Keeping on schedule, we received another briefing, this time on the MacDill Mission. That mission is to
In the air, with 5500 combat and non-combat aircraft and 2/3 of the nuclear triad.
In space, with 90% of all DOD assets, space launch bases, and navigation, timing, communication and weather satellites.
In cyberspace, with the DOD and Government networks gaining intelligence and acquisitions.
By the Numbers
48 Nations are represented at MacDill AFB
33 Units are on base
$2,802,766,833 is the economic impact of the base in Tampa Bay
19,978 Base employees
18 KC 135s, with 6 inbound
3 C-37A 375 Gulfstreams
Finally, we watched our fellow LT member, David Ferreira, get into full protective gear, because he is clearly the best sport in our entire class.
We then fell in for chow line and while we ate, Col. McHale gave us a briefing on the Special Operations Brotherhood. USSOCOM – J3 International is a “global network powered by trust,” because war is not something you go into alone. We learned about the exchange and interoperability and the overall of increased soft capabilities with like minded nations. As Col. McHale stated, “Business is good, there’s a lot of tasks in the world.”

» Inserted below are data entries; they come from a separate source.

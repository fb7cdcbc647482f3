pub mod error;
pub mod header;
pub mod summary;
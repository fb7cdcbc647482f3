//! System process runner
//!
//! Implements the CommandRunner port with `std::process::Command`.

use crate::domain::ports::{CommandOutput, CommandRunner};
use std::path::Path;
use std::process::{Command, Stdio};

/// Runs programs on the local machine
#[derive(Debug, Clone, Copy, Default)]
pub struct SystemCommandRunner {
    stdout_to_stderr: bool,
}

impl SystemCommandRunner {
    pub fn new() -> Self {
        Self::default()
    }

    /// Send inherited child stdout to our stderr, keeping stdout clean for
    /// the NDJSON event stream.
    pub fn stdout_to_stderr(mut self, enabled: bool) -> Self {
        self.stdout_to_stderr = enabled;
        self
    }

    /// Windows resolves `npm`, `pnpm`, ... through `.cmd` shims, which
    /// `CreateProcess` does not search for, so build commands go through
    /// `cmd /C` there.
    fn shell_command(program: &str, args: &[String], cwd: &Path) -> Command {
        let mut cmd = if cfg!(windows) {
            let mut cmd = Command::new("cmd");
            cmd.arg("/C").arg(program);
            cmd
        } else {
            Command::new(program)
        };
        cmd.args(args).current_dir(cwd);
        cmd
    }

    /// Arguments reach the program untouched; `cmd` would parse `&`, `|`
    /// and `^` in a commit message.
    fn direct_command(program: &str, args: &[String], cwd: &Path) -> Command {
        let mut cmd = Command::new(program);
        cmd.args(args).current_dir(cwd);
        cmd
    }
}

impl CommandRunner for SystemCommandRunner {
    fn run_inherited(
        &self,
        program: &str,
        args: &[String],
        cwd: &Path,
    ) -> std::io::Result<CommandOutput> {
        let stdout = if self.stdout_to_stderr {
            Stdio::from(std::io::stderr())
        } else {
            Stdio::inherit()
        };
        let status = Self::shell_command(program, args, cwd)
            .stdin(Stdio::inherit())
            .stdout(stdout)
            .stderr(Stdio::inherit())
            .status()?;

        Ok(CommandOutput {
            success: status.success(),
            code: status.code(),
            stdout: String::new(),
            stderr: String::new(),
        })
    }

    fn run_captured(
        &self,
        program: &str,
        args: &[String],
        cwd: &Path,
    ) -> std::io::Result<CommandOutput> {
        let output = Self::direct_command(program, args, cwd)
            .stdin(Stdio::null())
            .output()?;

        Ok(CommandOutput {
            success: output.status.success(),
            code: output.status.code(),
            stdout: String::from_utf8_lossy(&output.stdout).into_owned(),
            stderr: String::from_utf8_lossy(&output.stderr).into_owned(),
        })
    }
}
//! CommandRunner port - external processes (build tool, git)

use std::path::Path;

/// Captured result of a finished process
#[derive(Debug, Clone, Default, PartialEq, Eq)]
pub struct CommandOutput {
    pub success: bool,
    pub code: Option<i32>,
    pub stdout: String,
    pub stderr: String,
}

impl CommandOutput {
    /// Stdout and stderr joined, for matching on messages like "nothing to commit"
    pub fn combined(&self) -> String {
        format!("{}\n{}", self.stdout, self.stderr)
    }

    /// Status for error messages
    pub fn status_text(&self) -> String {
        match self.code {
            Some(code) => format!("exit code {}", code),
            None => "terminated by signal".to_string(),
        }
    }
}

/// Runs external programs to completion
pub trait CommandRunner {
    /// Run with inherited stdio. Output is not captured.
    fn run_inherited(&self, program: &str, args: &[String], cwd: &Path)
        -> std::io::Result<CommandOutput>;

    /// Run with captured stdout/stderr
    fn run_captured(&self, program: &str, args: &[String], cwd: &Path)
        -> std::io::Result<CommandOutput>;
}
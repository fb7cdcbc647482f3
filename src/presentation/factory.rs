//! Connector Factory
//!
//! Picks the remote target for a run. This is the dependency injection
//! point between the CLI and the infrastructure adapters.

use std::path::Path;

use crate::config::DeployConfig;
use crate::domain::ports::RemoteConnector;
use crate::infrastructure::{LocalConnector, SftpConnector};

/// SFTP from the config, or a local mirror when `local_root` is given
pub fn create_connector(
    config: &DeployConfig,
    local_root: Option<&Path>,
) -> Box<dyn RemoteConnector> {
    match local_root {
        Some(root) => Box::new(create_local_connector(config, root)),
        None => Box::new(SftpConnector::from_config(config)),
    }
}

/// Local mirror where the hosting account's base and public directories
/// already exist, like on a fresh account
pub fn create_local_connector(config: &DeployConfig, root: &Path) -> LocalConnector {
    LocalConnector::new(root, vec![config.base_dir(), config.public_dir()])
}
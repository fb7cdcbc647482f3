//! Event Sink Implementations
//!
//! - JsonEventSink: NDJSON output for CI/automation
//!
//! The human-readable console sink lives with the terminal UI in the binary.

mod json;

pub use json::{event_to_json, JsonEventSink};
//! Deploy pipeline
//!
//! Runs the planned stages in order. Local stages (build, publish, wait) run
//! first; the remote stages then share a single session, which is closed
//! whatever happens inside them.
//!
//! ## Flow
//!
//! 1. Build (fatal on failure)
//! 2. Commit and push
//! 3. Wait for the hosting auto-deploy, only if something was pushed
//! 4. Clean remote assets
//! 5. Upload build output (fatal if the output tree is missing)
//! 6. Fix symlink
//! 7. Update server config

use std::cell::Cell;
use std::path::{Path, PathBuf};

use crate::config::DeployConfig;
use crate::domain::ports::{
    CommandRunner, DeployEvent, DeployEventSink, Level, RemoteConnector, RemoteSession, Sleeper,
};
use crate::error::DeployResult;

use super::build::run_build;
use super::clean::clean_remote_assets;
use super::publish::publish;
use super::report::DeployReport;
use super::server_config::update_server_config;
use super::stages::{PlannedStage, RunFlags, StageKind, StagePlan};
use super::symlink::ensure_symlink;
use super::sync::sync_tree;
use super::wait::wait_for_deploy;

/// One deploy run
pub struct Pipeline<'a> {
    config: &'a DeployConfig,
    project_root: PathBuf,
    flags: RunFlags,
    runner: &'a dyn CommandRunner,
    sleeper: &'a dyn Sleeper,
}

impl<'a> Pipeline<'a> {
    pub fn new(
        config: &'a DeployConfig,
        project_root: impl Into<PathBuf>,
        runner: &'a dyn CommandRunner,
        sleeper: &'a dyn Sleeper,
    ) -> Self {
        Self {
            config,
            project_root: project_root.into(),
            flags: RunFlags::default(),
            runner,
            sleeper,
        }
    }

    pub fn with_flags(mut self, flags: RunFlags) -> Self {
        self.flags = flags;
        self
    }

    pub fn plan(&self) -> StagePlan {
        StagePlan::new(self.flags, self.config)
    }

    pub fn project_root(&self) -> &Path {
        &self.project_root
    }

    /// Run every planned stage.
    ///
    /// Returns `Err` only for fatal conditions; everything else is in the
    /// report and was logged through `events`.
    pub fn run(
        &self,
        connector: &dyn RemoteConnector,
        events: &dyn DeployEventSink,
    ) -> DeployResult<DeployReport> {
        let plan = self.plan();
        let sink = CountingSink::new(events);
        let mut report = DeployReport::default();

        sink.on_event(DeployEvent::Started {
            destination: connector.destination(),
            stage_count: plan.total(),
        });
        for kind in plan.skipped() {
            sink.on_event(DeployEvent::StageSkipped {
                title: kind.title().to_string(),
                reason: kind.skip_reason(self.flags).to_string(),
            });
        }

        for stage in plan.local_stages() {
            announce(&sink, stage);
            self.run_local_stage(stage.kind, &sink, &mut report)?;
            report.stages.push(stage.kind);
        }

        if plan.needs_remote() {
            sink.on_event(DeployEvent::info(format!(
                "Connecting to {}",
                connector.destination()
            )));
            let mut session = connector.connect()?;
            sink.on_event(DeployEvent::ok("Connected"));

            let result = plan.remote_stages().try_for_each(|stage| -> DeployResult<()> {
                announce(&sink, stage);
                self.run_remote_stage(stage.kind, session.as_ref(), &sink, &mut report)?;
                report.stages.push(stage.kind);
                Ok(())
            });

            if let Err(e) = session.close() {
                sink.on_event(DeployEvent::warn(format!("Closing session failed: {}", e)));
            }
            result?;
        }

        report.warnings = sink.warnings.get();
        report.errors = sink.errors.get();
        sink.on_event(DeployEvent::Completed {
            uploaded: report.uploaded(),
            warnings: report.warnings,
            errors: report.errors,
        });
        Ok(report)
    }

    fn run_local_stage(
        &self,
        kind: StageKind,
        events: &dyn DeployEventSink,
        report: &mut DeployReport,
    ) -> DeployResult<()> {
        match kind {
            StageKind::Build => {
                run_build(&self.config.build, &self.project_root, self.runner, events)?;
            }
            StageKind::Publish => {
                report.publish = Some(publish(
                    &self.config.git,
                    &self.config.git_paths(),
                    &self.project_root,
                    self.runner,
                    events,
                ));
            }
            StageKind::Wait => {
                if report.publish.is_some_and(|o| o.triggered_deploy()) {
                    report.waited = Some(wait_for_deploy(&self.config.wait, self.sleeper, events));
                } else {
                    events.on_event(DeployEvent::info("Nothing was pushed, not waiting"));
                }
            }
            _ => {}
        }
        Ok(())
    }

    fn run_remote_stage(
        &self,
        kind: StageKind,
        remote: &dyn RemoteSession,
        events: &dyn DeployEventSink,
        report: &mut DeployReport,
    ) -> DeployResult<()> {
        let config = self.config;
        match kind {
            StageKind::CleanAssets => {
                report.clean = Some(clean_remote_assets(remote, &config.assets_dir(), events));
            }
            StageKind::Sync => {
                let local = self.project_root.join(&config.build.output_dir);
                report.sync = Some(sync_tree(
                    remote,
                    &local,
                    &config.runtime_dir(),
                    &config.build.skip_dirs,
                    events,
                )?);
            }
            StageKind::Symlink => {
                report.symlink = Some(ensure_symlink(
                    remote,
                    &config.symlink_path(),
                    &config.symlink.target,
                    events,
                ));
            }
            StageKind::ServerConfig => {
                report.server_config = Some(update_server_config(
                    remote,
                    &self.project_root.join(&config.server_config.local_path),
                    &config.server_config_remote_path(),
                    &config.required_tokens(),
                    events,
                ));
            }
            _ => {}
        }
        Ok(())
    }
}

fn announce(events: &dyn DeployEventSink, stage: PlannedStage) {
    events.on_event(DeployEvent::StageStarted {
        number: stage.number,
        total: stage.total,
        title: stage.kind.title().to_string(),
    });
}

/// Forwards events and counts warning and error lines
struct CountingSink<'a> {
    inner: &'a dyn DeployEventSink,
    warnings: Cell<usize>,
    errors: Cell<usize>,
}

impl<'a> CountingSink<'a> {
    fn new(inner: &'a dyn DeployEventSink) -> Self {
        Self {
            inner,
            warnings: Cell::new(0),
            errors: Cell::new(0),
        }
    }
}

impl DeployEventSink for CountingSink<'_> {
    fn on_event(&self, event: DeployEvent) {
        if let DeployEvent::Log { level, .. } = &event {
            match level {
                Level::Warn => self.warnings.set(self.warnings.get() + 1),
                Level::Error => self.errors.set(self.errors.get() + 1),
                Level::Info | Level::Ok => {}
            }
        }
        self.inner.on_event(event);
    }

    fn wants_detailed_events(&self) -> bool {
        self.inner.wants_detailed_events()
    }
}
//! In-memory doubles for the application tests

use std::cell::{Cell, RefCell};
use std::collections::{BTreeMap, BTreeSet};
use std::path::{Path, PathBuf};
use std::rc::Rc;
use std::time::Duration;

use crate::domain::ports::{
    CommandOutput, CommandRunner, DeployEvent, DeployEventSink, EntryKind, FsError, FsResult,
    Level, RemoteConnector, RemoteFs, RemoteSession, Sleeper,
};
use crate::domain::value_objects::RemotePath;
use crate::error::{DeployError, DeployResult};

#[derive(Debug, Clone, PartialEq, Eq)]
pub enum Node {
    Dir,
    File(Vec<u8>),
    Link(String),
}

#[derive(Default)]
struct MemoryState {
    nodes: RefCell<BTreeMap<String, Node>>,
    ops: RefCell<Vec<String>>,
    failing: RefCell<BTreeSet<String>>,
    closed: Cell<usize>,
}

/// Remote file system kept in a map of absolute path -> node.
///
/// Clones share state, so a test can keep a handle while the pipeline owns
/// the boxed session.
#[derive(Clone, Default)]
pub struct MemoryRemoteFs {
    state: Rc<MemoryState>,
}

impl MemoryRemoteFs {
    /// Empty file system containing only `/`
    pub fn new() -> Self {
        let fs = Self::default();
        fs.state.nodes.borrow_mut().insert("/".to_string(), Node::Dir);
        fs
    }

    /// Create a directory and all its parents
    pub fn with_dir(self, path: &str) -> Self {
        let mut current = String::new();
        for segment in path.split('/').filter(|s| !s.is_empty()) {
            current.push('/');
            current.push_str(segment);
            self.state
                .nodes
                .borrow_mut()
                .entry(current.clone())
                .or_insert(Node::Dir);
        }
        self
    }

    pub fn with_file(self, path: &str, content: &[u8]) -> Self {
        let fs = match parent_of(path) {
            Some(parent) => self.with_dir(&parent),
            None => self,
        };
        fs.state
            .nodes
            .borrow_mut()
            .insert(path.to_string(), Node::File(content.to_vec()));
        fs
    }

    pub fn with_link(self, path: &str, target: &str) -> Self {
        let fs = match parent_of(path) {
            Some(parent) => self.with_dir(&parent),
            None => self,
        };
        fs.state
            .nodes
            .borrow_mut()
            .insert(path.to_string(), Node::Link(target.to_string()));
        fs
    }

    /// Make every mutating operation on `path` fail with permission denied
    pub fn failing_on(self, path: &str) -> Self {
        self.state.failing.borrow_mut().insert(path.to_string());
        self
    }

    pub fn node(&self, path: &str) -> Option<Node> {
        self.state.nodes.borrow().get(path).cloned()
    }

    pub fn file(&self, path: &str) -> Option<Vec<u8>> {
        match self.node(path) {
            Some(Node::File(content)) => Some(content),
            _ => None,
        }
    }

    pub fn paths(&self) -> Vec<String> {
        self.state.nodes.borrow().keys().cloned().collect()
    }

    /// Operation log, e.g. `["list /srv/nodejs/assets", "upload /srv/nodejs/index.html"]`
    pub fn ops(&self) -> Vec<String> {
        self.state.ops.borrow().clone()
    }

    pub fn close_count(&self) -> usize {
        self.state.closed.get()
    }

    fn record(&self, op: &str, path: &RemotePath) {
        self.state
            .ops
            .borrow_mut()
            .push(format!("{} {}", op, path.as_str()));
    }

    fn check_writable(&self, path: &RemotePath) -> FsResult<()> {
        if self.state.failing.borrow().contains(path.as_str()) {
            return Err(FsError::PermissionDenied(path.to_string()));
        }
        Ok(())
    }

    fn require_parent_dir(&self, path: &RemotePath) -> FsResult<()> {
        let parent = path.parent().unwrap_or_else(|| RemotePath::new("/"));
        match self.node(parent.as_str()) {
            Some(Node::Dir) => Ok(()),
            _ => Err(FsError::NotFound(parent.to_string())),
        }
    }

    fn has_children(&self, path: &str) -> bool {
        let prefix = format!("{}/", path.trim_end_matches('/'));
        self.state
            .nodes
            .borrow()
            .keys()
            .any(|key| key.starts_with(&prefix))
    }

    fn kind(node: &Node) -> EntryKind {
        match node {
            Node::Dir => EntryKind::Directory,
            Node::File(_) => EntryKind::File,
            Node::Link(_) => EntryKind::Symlink,
        }
    }
}

fn parent_of(path: &str) -> Option<String> {
    let trimmed = path.trim_end_matches('/');
    let idx = trimmed.rfind('/')?;
    if idx == 0 {
        return None;
    }
    Some(trimmed[..idx].to_string())
}

/// Resolve `target` relative to the directory containing `link`
fn resolve_link(link: &str, target: &str) -> String {
    let parent = if target.starts_with('/') {
        String::new()
    } else {
        parent_of(link).unwrap_or_default()
    };
    let mut parts: Vec<&str> = parent.split('/').filter(|s| !s.is_empty()).collect();
    for segment in target.split('/') {
        match segment {
            "" | "." => {}
            ".." => {
                parts.pop();
            }
            other => parts.push(other),
        }
    }
    format!("/{}", parts.join("/"))
}

impl RemoteFs for MemoryRemoteFs {
    fn stat(&self, path: &RemotePath) -> FsResult<EntryKind> {
        self.record("stat", path);
        match self.node(path.as_str()) {
            Some(Node::Link(target)) => {
                let resolved = resolve_link(path.as_str(), &target);
                self.node(&resolved)
                    .map(|node| Self::kind(&node))
                    .ok_or_else(|| FsError::NotFound(resolved))
            }
            Some(node) => Ok(Self::kind(&node)),
            None => Err(FsError::NotFound(path.to_string())),
        }
    }

    fn lstat(&self, path: &RemotePath) -> FsResult<EntryKind> {
        self.record("lstat", path);
        self.node(path.as_str())
            .map(|node| Self::kind(&node))
            .ok_or_else(|| FsError::NotFound(path.to_string()))
    }

    fn list_dir(&self, path: &RemotePath) -> FsResult<Vec<String>> {
        self.record("list", path);
        match self.node(path.as_str()) {
            Some(Node::Dir) => {}
            Some(_) => return Err(FsError::Other(format!("Not a directory: {}", path))),
            None => return Err(FsError::NotFound(path.to_string())),
        }
        let prefix = format!("{}/", path.as_str().trim_end_matches('/'));
        let names = self
            .state
            .nodes
            .borrow()
            .keys()
            .filter_map(|key| key.strip_prefix(&prefix))
            .filter(|rest| !rest.is_empty() && !rest.contains('/'))
            .map(str::to_string)
            .collect();
        Ok(names)
    }

    fn create_dir(&self, path: &RemotePath) -> FsResult<()> {
        self.record("mkdir", path);
        self.check_writable(path)?;
        self.require_parent_dir(path)?;
        if self.node(path.as_str()).is_some() {
            return Err(FsError::Other(format!("File exists: {}", path)));
        }
        self.state
            .nodes
            .borrow_mut()
            .insert(path.to_string(), Node::Dir);
        Ok(())
    }

    fn remove_file(&self, path: &RemotePath) -> FsResult<()> {
        self.record("remove", path);
        self.check_writable(path)?;
        match self.node(path.as_str()) {
            Some(Node::Dir) => Err(FsError::Other(format!("Is a directory: {}", path))),
            Some(_) => {
                self.state.nodes.borrow_mut().remove(path.as_str());
                Ok(())
            }
            None => Err(FsError::NotFound(path.to_string())),
        }
    }

    fn remove_dir(&self, path: &RemotePath) -> FsResult<()> {
        self.record("rmdir", path);
        self.check_writable(path)?;
        match self.node(path.as_str()) {
            Some(Node::Dir) if self.has_children(path.as_str()) => {
                Err(FsError::Other(format!("Directory not empty: {}", path)))
            }
            Some(Node::Dir) => {
                self.state.nodes.borrow_mut().remove(path.as_str());
                Ok(())
            }
            Some(_) => Err(FsError::Other(format!("Not a directory: {}", path))),
            None => Err(FsError::NotFound(path.to_string())),
        }
    }

    fn upload(&self, local: &Path, remote: &RemotePath) -> FsResult<u64> {
        self.record("upload", remote);
        self.check_writable(remote)?;
        self.require_parent_dir(remote)?;
        if let Some(Node::Dir) = self.node(remote.as_str()) {
            return Err(FsError::Other(format!("Is a directory: {}", remote)));
        }
        let content = std::fs::read(local)?;
        let len = content.len() as u64;
        self.state
            .nodes
            .borrow_mut()
            .insert(remote.to_string(), Node::File(content));
        Ok(len)
    }

    fn read_to_string(&self, path: &RemotePath) -> FsResult<String> {
        self.record("read", path);
        match self.node(path.as_str()) {
            Some(Node::File(content)) => Ok(String::from_utf8_lossy(&content).into_owned()),
            Some(_) => Err(FsError::Other(format!("Not a file: {}", path))),
            None => Err(FsError::NotFound(path.to_string())),
        }
    }

    fn symlink(&self, target: &str, link: &RemotePath) -> FsResult<()> {
        self.record("symlink", link);
        self.check_writable(link)?;
        self.require_parent_dir(link)?;
        if self.node(link.as_str()).is_some() {
            return Err(FsError::Other(format!("File exists: {}", link)));
        }
        self.state
            .nodes
            .borrow_mut()
            .insert(link.to_string(), Node::Link(target.to_string()));
        Ok(())
    }

    fn read_link(&self, path: &RemotePath) -> FsResult<PathBuf> {
        self.record("readlink", path);
        match self.node(path.as_str()) {
            Some(Node::Link(target)) => Ok(PathBuf::from(target)),
            Some(_) => Err(FsError::Other(format!("Not a symlink: {}", path))),
            None => Err(FsError::NotFound(path.to_string())),
        }
    }
}

impl RemoteSession for MemoryRemoteFs {
    fn close(&mut self) -> FsResult<()> {
        self.state.closed.set(self.state.closed.get() + 1);
        self.state.ops.borrow_mut().push("close".to_string());
        Ok(())
    }
}

/// Hands out clones of one `MemoryRemoteFs`, or fails to connect
pub struct MemoryConnector {
    pub fs: MemoryRemoteFs,
    pub refuse: bool,
    pub connects: Cell<usize>,
}

impl MemoryConnector {
    pub fn new(fs: MemoryRemoteFs) -> Self {
        Self {
            fs,
            refuse: false,
            connects: Cell::new(0),
        }
    }

    pub fn refusing() -> Self {
        Self {
            refuse: true,
            ..Self::new(MemoryRemoteFs::new())
        }
    }
}

impl RemoteConnector for MemoryConnector {
    fn destination(&self) -> String {
        "memory://".to_string()
    }

    fn connect(&self) -> DeployResult<Box<dyn RemoteSession>> {
        self.connects.set(self.connects.get() + 1);
        if self.refuse {
            return Err(DeployError::Connect {
                host: "memory".to_string(),
                port: 22,
                message: "connection refused".to_string(),
            });
        }
        Ok(Box::new(self.fs.clone()))
    }
}

/// Collects every event
#[derive(Default)]
pub struct RecordingSink {
    events: RefCell<Vec<DeployEvent>>,
}

impl RecordingSink {
    pub fn new() -> Self {
        Self::default()
    }

    pub fn events(&self) -> Vec<DeployEvent> {
        self.events.borrow().clone()
    }

    /// Log messages of one level
    pub fn messages(&self, level: Level) -> Vec<String> {
        self.events
            .borrow()
            .iter()
            .filter_map(|event| match event {
                DeployEvent::Log { level: l, message } if *l == level => Some(message.clone()),
                _ => None,
            })
            .collect()
    }

    pub fn stage_titles(&self) -> Vec<String> {
        self.events
            .borrow()
            .iter()
            .filter_map(|event| match event {
                DeployEvent::StageStarted {
                    number,
                    total,
                    title,
                } => Some(format!("[{}/{}] {}", number, total, title)),
                _ => None,
            })
            .collect()
    }
}

impl DeployEventSink for RecordingSink {
    fn on_event(&self, event: DeployEvent) {
        self.events.borrow_mut().push(event);
    }
}

/// Command runner answering from a script.
///
/// Rules match on the command line prefix (`"git push"`); unmatched commands
/// succeed with empty output. `None` as a response simulates a spawn failure.
#[derive(Default)]
pub struct ScriptedRunner {
    rules: Vec<(String, Option<CommandOutput>)>,
    calls: RefCell<Vec<String>>,
}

We then heard from international representatives serving as Foreign Liaison Officers from the Netherlands, Denmark, and Lithuania. Equal parts hilarious and informative, we got a great deal of insight into how our culture is perceived.
Next, we were back on the bus for the Wargames Center of SOCOM. No cell phones, no smart watches, nothing that rings, beeps, dings, or otherwise alerts the enemy to your whereabouts.
So that was comforting.
Walking into the Wargames Center was like walking into the movie Wargames, only there was no Matthew Broderick and no one asked us if we wanted to play a nice game of chess.
Major General Slife, USSOCOM Chief of Staff gave us incredible insight into the 2,200 people who work at SOCOM, as well as an overview of the creation and purpose of the division. Today, 8,300 SOF are in 93 countries – Army Special Forces, Rangers, SEALS, Marine Corp SOF, Air Force Commandos, Army Civil Affairs, and Army Psychological Operations.
He shared with us his insights as a leader with a focus on inclusion and diversity and how these two elements cannot live independent of the other. As Maj General Slife shared, “Diversity is about brining as many perspectives as possible to the situation,” and inclusion “is valuing everyone’s perspectives.” He used the example that “Ducks can’t pick ducks,” meaning that you should find leaders that aren’t like you. I know I’ve called a lot of people ducks since I heard that.
We had a short Q&A with members of USSOCOM both active and retired and the interesting factoid that came out of the session was the operating budget of USSOCOM is $13B – or about the same as one aircraft carrier.
After an incredible demonstration by the brave K-9 unit at MacDill, we were on the bus and off to SOFWERX in Ybor City.
A former church, and an unassuming building, SOFWERX is providing a platform to increase collaboration and innovation to solve challenging warfighter problems. For the next 60 minutes, we alternated between being scared to death of the kinds of ways technology can kill us and hopeful that the incredible talent being developed and innovated at SOFWERX may keep that imminent death at bay a while longer. Special thanks to Tambrein Bates who lead us through the facility and his incredible staff for letting us see the next generation of warfighter tools.
And with that, my notes conclude as we loaded on the bus and reported back to our cars.
Many thanks to everyone who made the day possible and the generosity of their information and their love of country.